Também havia quem preferisse outro refrão, o “voltar à escola”. A que “escola se refeririam? Lá do Chile, o amigo Juan assim a definia: Quando se diz ”uma escola”, em geral, se refere a um lugar onde há salas de aula, turmas, um lugar onde se dão as aulas.. Mas o que caracteriza uma escola não são estas coisas. O que caracteriza uma escola é a sua forma particular de existir. O tipo de escola é dado pelo fluxo de interações entre as pessoas. Notemos que o fundamental nessa noção de escola é a ideia de que os seus elementos constituintes não são objetos, mas sim pessoas (…) o que permite que se pode dizer que é uma escola é dado pelo padrão de interações intersubjetivas. O fenómeno escola emerge do padrão de interações humanas.
O Juan ocupara postos de elevada responsabilidade em ministérios e na UNESCO. A sua sabedoria era inquestionável. Os desgovernantes da educação talvez não tivessem lido os seus livros e, por isso, impusessem o “regresso às aulas”. Entretanto, neste lado da cordilheira, vozes avisadas se levantavam. A minha amiga Denise manifestava a sua preocupação:
“Olá, meu caro amigo! Não sei se você lembra de mim. Você foi duas vezes ao nosso Colégio, uma cooperativa de educadores e que acabou… acabando”.
O projeto dessa excelente educadora tivera o mesmo destino de muitos outros projetos com potencial inovador. Mas a Denise não era pessoa de desistir:
“Você pode ajudar divulgando a campanha, ajudar a divulgar entre os professores”.

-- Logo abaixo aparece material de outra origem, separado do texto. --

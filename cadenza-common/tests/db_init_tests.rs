//! Tests for database initialization

use cadenza_common::db::{init_database, init_memory_database};
use tempfile::TempDir;

#[tokio::test]
async fn test_database_creation_when_missing() {
    let temp_dir = TempDir::new().unwrap();
    let db_path = temp_dir.path().join("nested").join("dir").join("cadenza.db");

    let result = init_database(&db_path).await;
    assert!(result.is_ok(), "Database initialization failed: {:?}", result.err());

    assert!(db_path.exists(), "Database file was not created");
}

#[tokio::test]
async fn test_database_opens_existing_and_keeps_rows() {
    let temp_dir = TempDir::new().unwrap();
    let db_path = temp_dir.path().join("cadenza.db");

    let pool = init_database(&db_path).await.unwrap();
    sqlx::query("INSERT INTO genres (name) VALUES ('Jazz')")
        .execute(&pool)
        .await
        .unwrap();
    pool.close().await;

    let pool = init_database(&db_path).await.unwrap();
    let names: Vec<String> = sqlx::query_scalar("SELECT name FROM genres")
        .fetch_all(&pool)
        .await
        .unwrap();
    assert_eq!(names, vec!["Jazz"]);
}

#[tokio::test]
async fn test_path_with_url_characters() {
    let temp_dir = TempDir::new().unwrap();
    let dir = temp_dir.path().join("mix #1?");
    let db_path = dir.join("cadenza.db");

    let pool = init_database(&db_path).await.unwrap();
    sqlx::query("INSERT INTO genres (name) VALUES ('Dub')")
        .execute(&pool)
        .await
        .unwrap();
    pool.close().await;

    assert!(db_path.is_file());
    assert!(!temp_dir.path().join("mix ").exists());

    let pool = init_database(&db_path).await.unwrap();
    let names: Vec<String> = sqlx::query_scalar("SELECT name FROM genres")
        .fetch_all(&pool)
        .await
        .unwrap();
    assert_eq!(names, vec!["Dub"]);
}

#[tokio::test]
async fn test_pragmas_applied() {
    let temp_dir = TempDir::new().unwrap();
    let pool = init_database(&temp_dir.path().join("cadenza.db")).await.unwrap();

    let journal: String = sqlx::query_scalar("PRAGMA journal_mode")
        .fetch_one(&pool)
        .await
        .unwrap();
    assert_eq!(journal.to_lowercase(), "wal");

    let foreign_keys: i64 = sqlx::query_scalar("PRAGMA foreign_keys")
        .fetch_one(&pool)
        .await
        .unwrap();
    assert_eq!(foreign_keys, 1);
}

#[tokio::test]
async fn test_foreign_keys_enforced() {
    let pool = init_memory_database().await.unwrap();

    let result = sqlx::query("INSERT INTO user_songs (user_id, song_id) VALUES (1, 999)")
        .execute(&pool)
        .await;
    assert!(result.is_err(), "link to a missing song must be rejected");
}

#[tokio::test]
async fn test_playlist_positions_unique() {
    let pool = init_memory_database().await.unwrap();

    sqlx::query("INSERT INTO playlists (user_id, name) VALUES (1, 'p')")
        .execute(&pool)
        .await
        .unwrap();
    for hash in ["a", "b"] {
        sqlx::query("INSERT INTO songs (content_hash, blob_key, modified_at) VALUES (?, ?, datetime('now'))")
            .bind(hash)
            .bind(hash)
            .execute(&pool)
            .await
            .unwrap();
    }

    sqlx::query("INSERT INTO playlist_songs (playlist_id, song_id, position) VALUES (1, 1, 1)")
        .execute(&pool)
        .await
        .unwrap();
    let err = sqlx::query("INSERT INTO playlist_songs (playlist_id, song_id, position) VALUES (1, 2, 1)")
        .execute(&pool)
        .await
        .unwrap_err();

    assert!(cadenza_common::Error::from(err).is_unique_violation());
}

E juntava ao e-mail o “Manifesto pela Educação sem Medo”, descaradamente baseado no Manifesto Antropofágico do Oswald de Andrade, porque, cem anos decorridos, o essencial desse Manifesto mantinha atualidade:
Só o medo nos une. Socialmente. Economicamente. Filosoficamente. Única lei do mundo. Expressão mascarada de todos os individualismos. Ter ou não ter. Essa é questão! Contra todos os medos! E contra a mãe da Hipocrisia. Só interessa que eu não me perca. Estamos fatigados de todos os medos postos em drama. Medo de perder o emprego. Medo da diretora. Medo do dono do colégio. Medo de perder minhas gratificações. Medo de viver. É chegada a hora de perder o Medo e dizer Não!
Por que razão se deveria voltar para um prédio de escola, sem garantias de preservação da vida? Os professores deveriam “regressar às aulas”, ou partir para uma nova educação?
Metaforizando… foi natural, doce, terno, o modo como a escola do vosso pai-professor vos acolheu. Mas, para que pudésseis ir à escola sem medo, muitos foram os pássaros que sofreram a dor de um tempo em que as gaivotas se condoíam de ver jovens pássaros amontoados em celas de betão, vigiados, subvivendo.